• _EXERCISE MATERIAL_:
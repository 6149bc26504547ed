//! Automatic expansion of the collapsed parts of the overview panel.
//!
//! Both expanders report an [`ExpandOutcome`] rather than a boolean so that
//! "nothing to do", "done" and "could not do it" stay distinguishable.

mod overviews;
mod sources;
pub mod strategies;

use std::fmt;
use std::sync::{Arc, Mutex};

use serde::Serialize;
use tracing::debug;

use crate::circuit_breaker::Outcome;

pub use overviews::OverviewExpander;
pub use sources::SourcesExpander;
pub use strategies::{EXPAND_CONTROL_STRATEGIES, Strategy, find_expand_control};

/// Result of one expansion attempt.
#[derive(Debug, Clone, Copy, PartialEq, Eq, Serialize)]
#[serde(rename_all = "snake_case")]
pub enum ExpandOutcome {
    /// The setting is off; nothing was attempted.
    Disabled,
    /// The panel was already open; nothing was clicked.
    AlreadyExpanded,
    /// A control was activated and the panel was seen opening.
    Expanded,
    /// No control to activate was found.
    NotFound,
    /// A control was activated but no effect was observed in time.
    Unconfirmed,
}

impl Outcome for ExpandOutcome {
    fn is_success(&self) -> bool {
        matches!(self, ExpandOutcome::AlreadyExpanded | ExpandOutcome::Expanded)
    }
}

impl fmt::Display for ExpandOutcome {
    fn fmt(&self, f: &mut fmt::Formatter<'_>) -> fmt::Result {
        let name = match self {
            ExpandOutcome::Disabled => "disabled",
            ExpandOutcome::AlreadyExpanded => "already expanded",
            ExpandOutcome::Expanded => "expanded",
            ExpandOutcome::NotFound => "not found",
            ExpandOutcome::Unconfirmed => "unconfirmed",
        };
        f.write_str(name)
    }
}

pub type ExpansionCallback = Arc<dyn Fn() + Send + Sync>;

/// Callbacks fired after a confirmed expansion.
#[derive(Default)]
pub(crate) struct CompletionCallbacks {
    callbacks: Mutex<Vec<ExpansionCallback>>,
}

impl CompletionCallbacks {
    pub(crate) fn push(&self, callback: ExpansionCallback) {
        self.callbacks.lock().unwrap_or_else(|e| e.into_inner()).push(callback);
    }

    pub(crate) fn fire(&self, module: &str) {
        let callbacks = self.callbacks.lock().unwrap_or_else(|e| e.into_inner()).clone();
        debug!(module, count = callbacks.len(), "expansion callbacks");
        for callback in callbacks {
            callback();
        }
    }
}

• _REQUIRED ACTION_:
Using the listing above, show each line holding the string "push".

• _ANSWER TO THIS EXERCISE_:
    pub(crate) fn push(&self, callback: ExpansionCallback) {
        self.callbacks.lock().unwrap_or_else(|e| e.into_inner()).push(callback);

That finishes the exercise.